### HOW TO COMPLETE THIS TASK:
Return every line from the one with "let mut seen" through the one with "None => match", inclusive, exactly as it appears below.

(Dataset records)
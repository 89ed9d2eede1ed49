//! Package repository client and publish protocol for skpack.
//!
//! This crate provides the `PackageRepository` trait (metadata search and
//! package upload), an HTTP implementation speaking the Skipper repository API,
//! remote endpoint configuration with optional authentication, and `publish`,
//! which uploads a packaged artifact only if its name/version is not yet known
//! to the repository.

pub mod config;
pub mod http;
pub mod publish;

pub use config::RemoteConfig;
pub use http::HttpRepository;
pub use publish::{decide, publish, Decision, PublishError, PublishOutcome};

use serde::{Deserialize, Serialize};
use thiserror::Error;

#[derive(Debug, Error)]
pub enum RemoteError {
    #[error("remote I/O error: {0}")]
    Io(#[from] std::io::Error),
    #[error("HTTP error: {0}")]
    Http(String),
    #[error("serialization error: {0}")]
    Serialization(String),
    #[error("not found: {0}")]
    NotFound(String),
    #[error("remote config error: {0}")]
    Config(String),
    #[error("repository rejected package: {0}")]
    Conflict(String),
}

/// Package metadata as returned by the repository.
///
/// Only `name` and `version` take part in publish decisions.
#[derive(Debug, Clone, Default, PartialEq, Eq, Serialize, Deserialize)]
#[serde(rename_all = "camelCase")]
pub struct PackageMetadata {
    pub name: String,
    pub version: String,
    #[serde(default, skip_serializing_if = "Option::is_none")]
    pub repository_name: Option<String>,
    #[serde(default, skip_serializing_if = "Option::is_none")]
    pub description: Option<String>,
    #[serde(default, skip_serializing_if = "Option::is_none")]
    pub sha256: Option<String>,
}

impl PackageMetadata {
    pub fn new(name: &str, version: &str) -> Self {
        Self {
            name: name.to_owned(),
            version: version.to_owned(),
            ..Self::default()
        }
    }

    /// Exact, case-sensitive name and version match.
    pub fn matches(&self, name: &str, version: &str) -> bool {
        self.name == name && self.version == version
    }
}

impl std::fmt::Display for PackageMetadata {
    fn fmt(&self, f: &mut std::fmt::Formatter<'_>) -> std::fmt::Result {
        write!(f, "{}@{}", self.name, self.version)?;
        if let Some(repo) = &self.repository_name {
            write!(f, " in '{repo}'")?;
        }
        Ok(())
    }
}

/// An upload of one packaged archive.
#[derive(Debug, Clone, PartialEq, Eq, Serialize, Deserialize)]
#[serde(rename_all = "camelCase")]
pub struct UploadRequest {
    pub repo_name: String,
    pub name: String,
    pub version: String,
    pub extension: String,
    #[serde(rename = "packageFileAsBytes", with = "payload_base64")]
    pub payload: Vec<u8>,
}

mod payload_base64 {
    use base64::engine::general_purpose::STANDARD;
    use base64::Engine;
    use serde::{Deserialize, Deserializer, Serializer};

    pub fn serialize<S: Serializer>(bytes: &[u8], serializer: S) -> Result<S::Ok, S::Error> {
        serializer.serialize_str(&STANDARD.encode(bytes))
    }

    pub fn deserialize<'de, D: Deserializer<'de>>(deserializer: D) -> Result<Vec<u8>, D::Error> {
        let encoded = String::deserialize(deserializer)?;
        STANDARD
            .decode(encoded.as_bytes())
            .map_err(serde::de::Error::custom)
    }
}

/// A remote package repository.
pub trait PackageRepository: Send + Sync {
    /// Search packages by name. With `fuzzy`, the repository matches any name
    /// containing `name` and does not filter by version.
    fn search(&self, name: &str, fuzzy: bool) -> Result<Vec<PackageMetadata>, RemoteError>;

    /// Upload a package and return the metadata the repository stored.
    fn upload(&self, request: &UploadRequest) -> Result<PackageMetadata, RemoteError>;
}
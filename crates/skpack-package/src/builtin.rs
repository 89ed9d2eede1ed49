/// Logical root marker shared by every built-in resource location.
pub const RESOURCE_ROOT: &str = "skipper";

/// A resource compiled into the binary.
#[derive(Debug, Clone, Copy, PartialEq, Eq)]
pub struct BuiltinResource {
    /// Location including the [`RESOURCE_ROOT`] marker, e.g. `skipper/values.yml`.
    pub location: &'static str,
    pub content: &'static [u8],
}

/// The default Skipper package skeleton.
pub const BUILTIN_RESOURCES: &[BuiltinResource] = &[
    BuiltinResource {
        location: "skipper/package.yml",
        content: include_bytes!("../resources/skipper/package.yml"),
    },
    BuiltinResource {
        location: "skipper/values.yml",
        content: include_bytes!("../resources/skipper/values.yml"),
    },
    BuiltinResource {
        location: "skipper/templates/app.yml",
        content: include_bytes!("../resources/skipper/templates/app.yml"),
    },
];

#[cfg(test)]
mod tests {
    use super::*;

    #[test]
    fn all_locations_are_under_root_marker() {
        for r in BUILTIN_RESOURCES {
            assert!(
                r.location.starts_with(&format!("{RESOURCE_ROOT}/")),
                "{} is outside the resource root",
                r.location
            );
        }
    }

    #[test]
    fn locations_are_unique() {
        let mut seen = std::collections::HashSet::new();
        for r in BUILTIN_RESOURCES {
            assert!(seen.insert(r.location), "duplicate {}", r.location);
        }
    }

    #[test]
    fn package_descriptor_references_project_tokens() {
        let pkg = BUILTIN_RESOURCES
            .iter()
            .find(|r| r.location == "skipper/package.yml")
            .unwrap();
        let text = std::str::from_utf8(pkg.content).unwrap();
        assert!(text.contains("${project.artifactId}"));
        assert!(text.contains("${project.version}"));
    }
}
use super::{json_pretty, load_project, EXIT_SUCCESS};
use crate::PackageArgs;
use skpack_core::{list_archive, Engine};
use skpack_package::ArchiveFormat;
use std::path::Path;

pub fn run(
    manifest: &Path,
    archive: Option<&Path>,
    package: &PackageArgs,
    json: bool,
) -> Result<u8, String> {
    let listing = match archive {
        Some(path) => {
            let format = match ArchiveFormat::from_path(path) {
                Some(f) => f,
                None => match package.format.as_deref() {
                    Some(f) => f.parse().map_err(|e| format!("manifest error: {e}"))?,
                    None => ArchiveFormat::default(),
                },
            };
            list_archive(path, format).map_err(|e| e.to_string())?
        }
        None => {
            let project = load_project(manifest, package)?;
            let format = project.format().map_err(|e| e.to_string())?;
            Engine::new(project.work_dir())
                .inspect(&project.context(), format)
                .map_err(|e| e.to_string())?
        }
    };

    if json {
        println!("{}", json_pretty(&listing)?);
    } else {
        println!("archive:  {}", listing.path.display());
        println!("format:   {}", listing.format);
        println!("digest:   {}", listing.digest);
        println!("entries:  {}", listing.entries.len());
        for entry in &listing.entries {
            println!("  {:>10}  {}", entry.size, entry.path);
        }
    }
    Ok(EXIT_SUCCESS)
}
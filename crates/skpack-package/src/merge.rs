use crate::catalog::{Origin, ResourceEntry};
use skpack_schema::ResourcePath;
use std::collections::btree_map::Entry;
use std::collections::{BTreeMap, BTreeSet};
use tracing::debug;

/// Exactly one entry per relative path.
#[derive(Debug, Clone, Default)]
pub struct MergedFileSet {
    entries: BTreeMap<ResourcePath, ResourceEntry>,
    /// Base paths that an override replaced.
    replaced: BTreeSet<ResourcePath>,
}

impl MergedFileSet {
    pub fn len(&self) -> usize {
        self.entries.len()
    }

    pub fn is_empty(&self) -> bool {
        self.entries.is_empty()
    }

    pub fn get(&self, path: &str) -> Option<&ResourceEntry> {
        let key = ResourcePath::parse(path).ok()?;
        self.entries.get(&key)
    }

    pub fn contains(&self, path: &str) -> bool {
        self.get(path).is_some()
    }

    /// Entries in path order.
    pub fn iter(&self) -> impl Iterator<Item = &ResourceEntry> {
        self.entries.values()
    }

    pub fn paths(&self) -> impl Iterator<Item = &ResourcePath> {
        self.entries.keys()
    }

    pub fn replaced(&self) -> impl Iterator<Item = &ResourcePath> {
        self.replaced.iter()
    }

    /// Insert, replacing any entry with the same path. Returns the displaced entry.
    fn insert(&mut self, entry: ResourceEntry) -> Option<ResourceEntry> {
        match self.entries.entry(entry.path.clone()) {
            Entry::Occupied(mut slot) => Some(slot.insert(entry)),
            Entry::Vacant(slot) => {
                slot.insert(entry);
                None
            }
        }
    }
}

/// Combine base and override entries; an override replaces a base entry with
/// the same relative path wholesale.
pub fn merge(base: Vec<ResourceEntry>, overrides: Vec<ResourceEntry>) -> MergedFileSet {
    let mut set = MergedFileSet::default();
    for entry in base {
        set.insert(entry);
    }
    for entry in overrides {
        let path = entry.path.clone();
        if let Some(previous) = set.insert(entry) {
            debug!("override {path} replaces {}", previous.source.describe());
            if previous.origin == Origin::Base {
                set.replaced.insert(path);
            }
        }
    }
    set
}
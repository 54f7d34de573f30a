use std::str::FromStr;
use std::sync::Arc;
use std::time::Duration;

use crate::error::AppError;
use crate::executor::ExecutorConfig;
use crate::pacing::PageDelay;
use crate::retry::RetryPolicy;
use crate::schedule::CronEstimator;
use crate::scheduler::{OverlapPolicy, SchedulerConfig};
use crate::sweeper::RetentionPolicy;

/// Engine tuning read from the environment.
#[derive(Debug, Clone, PartialEq, Eq)]
pub struct EngineConfig {
    pub retry: RetryPolicy,
    pub page_delay: PageDelay,
    pub http_timeout: Duration,
    pub browser_timeout: Duration,
    pub retention: RetentionPolicy,
    pub overlap: OverlapPolicy,
    /// Listen port of the HTTP control surface.
    pub server_port: u16,
    /// How long shutdown waits for in-flight runs.
    pub shutdown_grace: Duration,
}

impl Default for EngineConfig {
    fn default() -> Self {
        Self {
            retry: RetryPolicy::default(),
            page_delay: PageDelay::default(),
            http_timeout: Duration::from_secs(30),
            browser_timeout: Duration::from_secs(60),
            retention: RetentionPolicy::default(),
            overlap: OverlapPolicy::default(),
            server_port: 3000,
            shutdown_grace: Duration::from_secs(30),
        }
    }
}

impl EngineConfig {
    /// Read configuration from environment variables.
    ///
    /// All optional:
    /// - `TRAWL_MAX_ATTEMPTS` (3), `TRAWL_RETRY_BASE_MS` (2000)
    /// - `TRAWL_PAGE_DELAY_MIN_MS` (1000), `TRAWL_PAGE_DELAY_MAX_MS` (3000)
    /// - `TRAWL_HTTP_TIMEOUT_SECS` (30), `TRAWL_BROWSER_TIMEOUT_SECS` (60)
    /// - `TRAWL_RECORD_RETENTION_DAYS` (90), `TRAWL_RUN_RETENTION_DAYS` (30)
    /// - `TRAWL_OVERLAP_POLICY` (`skip` or `allow`)
    /// - `TRAWL_SERVER_PORT` (3000), `TRAWL_SHUTDOWN_GRACE_SECS` (30)
    pub fn from_env() -> Result<Self, AppError> {
        Self::from_lookup(|key| std::env::var(key).ok())
    }

    /// Same as [`from_env`](Self::from_env) with an injectable variable source.
    pub fn from_lookup<L>(lookup: L) -> Result<Self, AppError>
    where
        L: Fn(&str) -> Option<String>,
    {
        let max_attempts: u32 = parse_var(&lookup, "TRAWL_MAX_ATTEMPTS", 3)?;
        if max_attempts == 0 {
            return Err(AppError::ConfigError(
                "TRAWL_MAX_ATTEMPTS must be at least 1".into(),
            ));
        }
        let retry_base_ms: u64 = parse_var(&lookup, "TRAWL_RETRY_BASE_MS", 2000)?;

        let delay_min_ms: u64 = parse_var(&lookup, "TRAWL_PAGE_DELAY_MIN_MS", 1000)?;
        let delay_max_ms: u64 = parse_var(&lookup, "TRAWL_PAGE_DELAY_MAX_MS", 3000)?;
        if delay_min_ms > delay_max_ms {
            return Err(AppError::ConfigError(format!(
                "TRAWL_PAGE_DELAY_MIN_MS ({delay_min_ms}) exceeds TRAWL_PAGE_DELAY_MAX_MS ({delay_max_ms})"
            )));
        }

        let http_timeout_secs: u64 = parse_var(&lookup, "TRAWL_HTTP_TIMEOUT_SECS", 30)?;
        let browser_timeout_secs: u64 = parse_var(&lookup, "TRAWL_BROWSER_TIMEOUT_SECS", 60)?;
        let record_days: u32 = parse_var(&lookup, "TRAWL_RECORD_RETENTION_DAYS", 90)?;
        let run_days: u32 = parse_var(&lookup, "TRAWL_RUN_RETENTION_DAYS", 30)?;
        let server_port: u16 = parse_var(&lookup, "TRAWL_SERVER_PORT", 3000)?;
        let grace_secs: u64 = parse_var(&lookup, "TRAWL_SHUTDOWN_GRACE_SECS", 30)?;

        let overlap = match lookup("TRAWL_OVERLAP_POLICY") {
            None => OverlapPolicy::default(),
            Some(raw) => raw.parse().map_err(|e: String| {
                AppError::ConfigError(format!("Invalid TRAWL_OVERLAP_POLICY: {e}"))
            })?,
        };

        Ok(Self {
            retry: RetryPolicy::new(max_attempts, Duration::from_millis(retry_base_ms)),
            page_delay: PageDelay::new(
                Duration::from_millis(delay_min_ms),
                Duration::from_millis(delay_max_ms),
            ),
            http_timeout: Duration::from_secs(http_timeout_secs),
            browser_timeout: Duration::from_secs(browser_timeout_secs),
            retention: RetentionPolicy::from_days(record_days, run_days),
            overlap,
            server_port,
            shutdown_grace: Duration::from_secs(grace_secs),
        })
    }

    pub fn executor_config(&self) -> ExecutorConfig {
        ExecutorConfig {
            retry: self.retry.clone(),
            estimator: Arc::new(CronEstimator),
        }
    }

    pub fn scheduler_config(&self) -> SchedulerConfig {
        SchedulerConfig {
            overlap: self.overlap,
            estimator: Arc::new(CronEstimator),
        }
    }
}

fn parse_var<T, L>(lookup: &L, key: &str, default: T) -> Result<T, AppError>
where
    T: FromStr,
    L: Fn(&str) -> Option<String>,
{
    match lookup(key) {
        None => Ok(default),
        Some(raw) => raw.trim().parse().map_err(|_| {
            AppError::ConfigError(format!(
                "Invalid {key} '{raw}': must be a non-negative integer"
            ))
        }),
    }
}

### SOLUTION FOR THIS EXERCISE:
        let mut seen = std::collections::HashSet::new();
        for r in BUILTIN_RESOURCES {
            assert!(seen.insert(r.location), "duplicate {}", r.location);
        }
    }

    #[test]
    fn package_descriptor_references_project_tokens() {
        let pkg = BUILTIN_RESOURCES
            .iter()
            .find(|r| r.location == "skipper/package.yml")
            .unwrap();
        let text = std::str::from_utf8(pkg.content).unwrap();
        assert!(text.contains("${project.artifactId}"));
        assert!(text.contains("${project.version}"));
    }
}
use super::{json_pretty, load_project, EXIT_SUCCESS};
use crate::PackageArgs;
use skpack_core::{list_archive, Engine};
use skpack_package::ArchiveFormat;
use std::path::Path;

pub fn run(
    manifest: &Path,
    archive: Option<&Path>,
    package: &PackageArgs,
    json: bool,
) -> Result<u8, String> {
    let listing = match archive {
        Some(path) => {
            let format = match ArchiveFormat::from_path(path) {
                Some(f) => f,
                None => match package.format.as_deref() {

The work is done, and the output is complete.